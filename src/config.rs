//! Configuration of the log writer and the capture pipeline.
//!
//! Everything can be built in code, or read from YAML:
//!
//! ```yaml
//! writer:
//!   base_path: /home/pi/logs/boat.n2k
//!   max_bytes: 10485760
//!   durability: sync
//! pgns: [129025, 129026, 130306]
//! ```

use std::path::{Path, PathBuf};

use serde::{Deserialize, Serialize};

use crate::filter::Filter;
use crate::{Durability, Error, Result, RotationPolicy};

/// Settings of a [`RotatingLogWriter`](crate::RotatingLogWriter).
#[derive(Debug, Clone, PartialEq, Eq, Serialize, Deserialize)]
#[serde(default, deny_unknown_fields)]
pub struct WriterConfig {
    pub base_path: PathBuf,
    /// Rotate once the active file reaches this many bytes. `0` keeps a
    /// single unbounded file.
    pub max_bytes: u64,
    /// Append to an existing base file instead of truncating it.
    pub append: bool,
    pub durability: Durability,
}

impl Default for WriterConfig {
    fn default() -> Self {
        Self {
            base_path: PathBuf::from("log.n2k"),
            max_bytes: 0,
            append: false,
            durability: Durability::default(),
        }
    }
}

impl WriterConfig {
    pub fn new(base_path: impl Into<PathBuf>) -> Self {
        Self {
            base_path: base_path.into(),
            ..Self::default()
        }
    }

    #[must_use]
    pub fn with_max_bytes(mut self, max_bytes: u64) -> Self {
        self.max_bytes = max_bytes;
        self
    }

    #[must_use]
    pub fn with_append(mut self, append: bool) -> Self {
        self.append = append;
        self
    }

    #[must_use]
    pub fn with_durability(mut self, durability: Durability) -> Self {
        self.durability = durability;
        self
    }

    #[must_use]
    pub fn rotation_policy(&self) -> RotationPolicy {
        RotationPolicy::max_bytes(self.max_bytes)
    }
}

/// Settings of the logging appliance.
#[derive(Debug, Clone, Default, PartialEq, Eq, Serialize, Deserialize)]
#[serde(default, deny_unknown_fields)]
pub struct LoggerConfig {
    pub writer: WriterConfig,
    /// Raw acceptance filters.
    pub filters: Vec<Filter>,
    /// PGNs to log, in addition to `filters`.
    pub pgns: Vec<u32>,
}

impl LoggerConfig {
    pub fn from_yaml_str(yaml: &str) -> Result<Self> {
        let config: Self =
            serde_yaml_ng::from_str(yaml).map_err(|e| Error::config("cannot parse YAML", e))?;
        config.validate()?;
        Ok(config)
    }

    pub fn load(path: impl AsRef<Path>) -> Result<Self> {
        let path = path.as_ref();
        let yaml = std::fs::read_to_string(path)
            .map_err(|e| Error::config(format!("cannot read {}", path.display()), e))?;
        Self::from_yaml_str(&yaml)
    }

    /// All acceptance filters, PGN filters included. Empty means log
    /// everything.
    #[must_use]
    pub fn filters(&self) -> Vec<Filter> {
        self.filters
            .iter()
            .copied()
            .chain(self.pgns.iter().map(|&pgn| Filter::pgn(pgn)))
            .collect()
    }

    fn validate(&self) -> Result<()> {
        if let Some(pgn) = self.pgns.iter().find(|&&pgn| pgn > 0x3ffff) {
            return Err(Error::Config {
                reason: format!("PGN {pgn} does not fit in 18 bits"),
                source: None,
            });
        }
        if self.writer.base_path.file_name().is_none() {
            return Err(Error::Config {
                reason: format!("base path {} has no file name", self.writer.base_path.display()),
                source: None,
            });
        }
        Ok(())
    }
}
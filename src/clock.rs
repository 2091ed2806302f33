use chrono::{DateTime, Utc};

/// Source of wall-clock time, used to stamp received frames and to name
/// rotated files. All times are UTC.
pub trait Clock {
    fn now(&self) -> DateTime<Utc>;
}

/// The system clock.
#[derive(Debug, Clone, Copy, Default)]
pub struct SystemClock;

impl Clock for SystemClock {
    #[inline]
    fn now(&self) -> DateTime<Utc> {
        Utc::now()
    }
}

impl<T> Clock for &T
where
    T: Clock + ?Sized,
{
    fn now(&self) -> DateTime<Utc> {
        (**self).now()
    }
}
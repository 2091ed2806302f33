use std::fs;
use std::sync::mpsc;
use std::time::Duration;

use embassy_futures::{block_on, join::join};
use embassy_sync::{
    blocking_mutex::raw::CriticalSectionRawMutex, channel::Channel, signal::Signal,
};
use embedded_can::{ExtendedId, Frame as _, StandardId};
use n2k_logger::{
    archive::completed_logs,
    capture::{pipeline, CaptureError, Queue},
    Error, Filter, LogWriter, ParsedRecord, WriterConfig,
};

use crate::bus::{Disconnected, FakeCan, Frame, StepClock};


const POSITION_RAPID: u32 = 0x09F8_0109; // 129025 from 9
const GNSS_POSITION: u32 = 0x0DF8_0509; // 129029 from 9

fn init_tracing() {
    let _ = tracing_subscriber::fmt()
        .with_env_filter(tracing_subscriber::EnvFilter::from_default_env())
        .with_test_writer()
        .try_init();
}

fn frame(raw: u32, data: &[u8]) -> Frame {
    Frame::new(ExtendedId::new(raw).unwrap(), data).unwrap()
}

fn records(contents: &str) -> Vec<ParsedRecord> {
    contents.lines().skip(1).map(|l| l.parse().unwrap()).collect()
}

#[test]
fn captured_frames_end_up_in_the_log() {
    init_tracing();
    let dir = tempfile::tempdir().unwrap();
    let config = WriterConfig::new(dir.path().join("boat.n2k"));

    let frames = vec![
        frame(GNSS_POSITION, &[0x80, 0x2b, 0xb3, 0x6d, 0x48, 0xa0, 0xe2, 0xa8]),
        frame(POSITION_RAPID, &[1, 2, 3, 4, 5, 6, 7, 8]),
        frame(0x18EA_2301, &[]),
        frame(GNSS_POSITION, &[0xff]),
        // not N2K: dropped by the recorder
        Frame::new(StandardId::new(0x123).unwrap(), &[1]).unwrap(),
        // never captured
        Frame::new_remote(ExtendedId::new(GNSS_POSITION).unwrap(), 8).unwrap(),
    ];

    let stop = Signal::<CriticalSectionRawMutex, ()>::new();
    let queue = Queue::<CriticalSectionRawMutex, 2>::new();
    let clock = StepClock::default();
    let writer = LogWriter::create_with_clock(&config, StepClock::default()).unwrap();

    let (mut capture, recorder) =
        pipeline(&queue, &stop, FakeCan::new(frames, &stop), &clock, Vec::new(), writer);
    let (captured, recorded) = block_on(join(capture.run(), recorder.run()));

    let captured = captured.unwrap();
    assert_eq!(captured.received, 6);
    assert_eq!(captured.filtered, 0);
    assert_eq!(captured.rejected, 1);
    assert_eq!(captured.queued, 5);

    let recorded = recorded.unwrap();
    assert_eq!(recorded.written, 4);
    assert_eq!(recorded.dropped, 1);

    let contents = fs::read_to_string(&config.base_path).unwrap();
    let mut lines = contents.lines();
    assert_eq!(lines.next(), Some("timestamp,priority,pgn,source,destination,dlc,data"));
    assert_eq!(
        lines.next(),
        Some("2021-03-01 12:00:00.000000,3,129029,9,255,8,80,2B,B3,6D,48,A0,E2,A8")
    );
    assert_eq!(
        lines.next(),
        Some("2021-03-01 12:00:01.000000,2,129025,9,255,8,01,02,03,04,05,06,07,08")
    );
    assert_eq!(lines.next(), Some("2021-03-01 12:00:02.000000,6,59904,1,35,0"));
    assert_eq!(lines.next(), Some("2021-03-01 12:00:03.000000,3,129029,9,255,1,FF"));
    assert_eq!(lines.next(), None);
}

#[test]
fn only_accepted_pgns_are_logged() {
    init_tracing();
    let dir = tempfile::tempdir().unwrap();
    let config = WriterConfig::new(dir.path().join("boat.n2k"));

    let frames = (0..6).map(|i| {
        let raw = if i % 2 == 0 { POSITION_RAPID } else { GNSS_POSITION };
        frame(raw, &[i])
    });

    let stop = Signal::<CriticalSectionRawMutex, ()>::new();
    let queue = Queue::<CriticalSectionRawMutex, 4>::new();
    let writer = LogWriter::create(&config).unwrap();

    let (mut capture, recorder) = pipeline(
        &queue,
        &stop,
        FakeCan::new(frames, &stop),
        StepClock::default(),
        vec![Filter::pgn(129_025)],
        writer,
    );
    let (captured, recorded) = block_on(join(capture.run(), recorder.run()));

    assert_eq!(captured.unwrap().filtered, 3);
    assert_eq!(recorded.unwrap().written, 3);

    let logged = records(&fs::read_to_string(&config.base_path).unwrap());
    assert_eq!(logged.len(), 3);
    assert!(logged.iter().all(|r| r.pgn == 129_025));
    assert_eq!(
        logged.iter().map(|r| r.data[0]).collect::<Vec<_>>(),
        [0, 2, 4]
    );
}

#[test]
fn transport_failure_still_completes_the_log() {
    init_tracing();
    let dir = tempfile::tempdir().unwrap();
    let config = WriterConfig::new(dir.path().join("boat.n2k"));

    let frames = (0..3).map(|i| frame(GNSS_POSITION, &[i; 8]));

    let stop = Signal::<CriticalSectionRawMutex, ()>::new();
    let queue = Queue::<CriticalSectionRawMutex, 1>::new();
    let writer = LogWriter::create(&config).unwrap();

    let can = FakeCan::new(frames, &stop).disconnecting();
    let (mut capture, recorder) = pipeline(&queue, &stop, can, StepClock::default(), Vec::new(), writer);
    let (captured, recorded) = block_on(join(capture.run(), recorder.run()));

    assert!(matches!(captured, Err(CaptureError::Can(Disconnected))));
    assert_eq!(capture.stats().queued, 3);
    assert_eq!(recorded.unwrap().written, 3);
    assert_eq!(records(&fs::read_to_string(&config.base_path).unwrap()).len(), 3);
}

#[test]
fn recorder_on_its_own_thread_rotates_without_losing_frames() {
    init_tracing();
    let dir = tempfile::tempdir().unwrap();
    // header plus three 68 byte records crosses the limit
    let config = WriterConfig::new(dir.path().join("boat.n2k")).with_max_bytes(200);

    let frames: Vec<_> = (0..10).map(|i| frame(GNSS_POSITION, &[i; 8])).collect();

    let stop = Signal::<CriticalSectionRawMutex, ()>::new();
    let queue = Queue::<CriticalSectionRawMutex, 2>::new();
    let rotation_clock = StepClock::default();
    let writer = LogWriter::create_with_clock(&config, &rotation_clock).unwrap();

    let (mut capture, recorder) =
        pipeline(&queue, &stop, FakeCan::new(frames, &stop), StepClock::default(), Vec::new(), writer);

    let recorded = std::thread::scope(|s| {
        let recorder = s.spawn(move || block_on(recorder.run()));
        let captured = block_on(capture.run()).unwrap();
        assert_eq!(captured.queued, 10);

        recorder.join().unwrap()
    });
    assert_eq!(recorded.unwrap().written, 10);

    let mut files = completed_logs(&config.base_path).unwrap();
    assert_eq!(files.len(), 3);
    files.push(config.base_path.clone());

    let mut seen = Vec::new();
    for file in &files {
        let logged = records(&fs::read_to_string(file).unwrap());
        assert!(!logged.is_empty() && logged.len() <= 3);
        seen.extend(logged.iter().map(|r| r.data[0]));
    }
    assert_eq!(seen, (0..10).collect::<Vec<u8>>());
}

static FAILING_STOP: Signal<CriticalSectionRawMutex, ()> = Signal::new();
static FAILING_QUEUE: Queue<CriticalSectionRawMutex, 1> = Channel::new();

#[test]
fn writer_failure_ends_the_capture_too() {
    init_tracing();
    let dir = tempfile::tempdir().unwrap();
    let config = WriterConfig::new(dir.path().join("boat.n2k"));

    // every log() fails with WriterClosed
    let mut writer = LogWriter::create(&config).unwrap();
    writer.stop().unwrap();

    let frames: Vec<_> = (0..5).map(|i| frame(GNSS_POSITION, &[i; 8])).collect();
    let (done_tx, done_rx) = mpsc::channel();

    std::thread::spawn(move || {
        let (mut capture, recorder) = pipeline(
            &FAILING_QUEUE,
            &FAILING_STOP,
            FakeCan::new(frames, &FAILING_STOP),
            StepClock::default(),
            Vec::new(),
            writer,
        );
        let (captured, recorded) = block_on(join(capture.run(), recorder.run()));

        let _ = done_tx.send((captured.is_ok(), matches!(recorded, Err(Error::WriterClosed))));
    });

    let (captured_ok, writer_closed) = done_rx.recv_timeout(Duration::from_secs(10)).unwrap();
    assert!(captured_ok);
    assert!(writer_closed);
}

========================================

Your goal: All lines in the data above from the one with "Everything can be" through the one with "Settings of a" must be repeated exactly, and no others.

Response to this task:
//! Everything can be built in code, or read from YAML:
//!
//! ```yaml
//! writer:
//!   base_path: /home/pi/logs/boat.n2k
//!   max_bytes: 10485760
//!   durability: sync
//! pgns: [129025, 129026, 130306]
//! ```

use std::path::{Path, PathBuf};

use serde::{Deserialize, Serialize};

use crate::filter::Filter;
use crate::{Durability, Error, Result, RotationPolicy};

/// Settings of a [`RotatingLogWriter`](crate::RotatingLogWriter).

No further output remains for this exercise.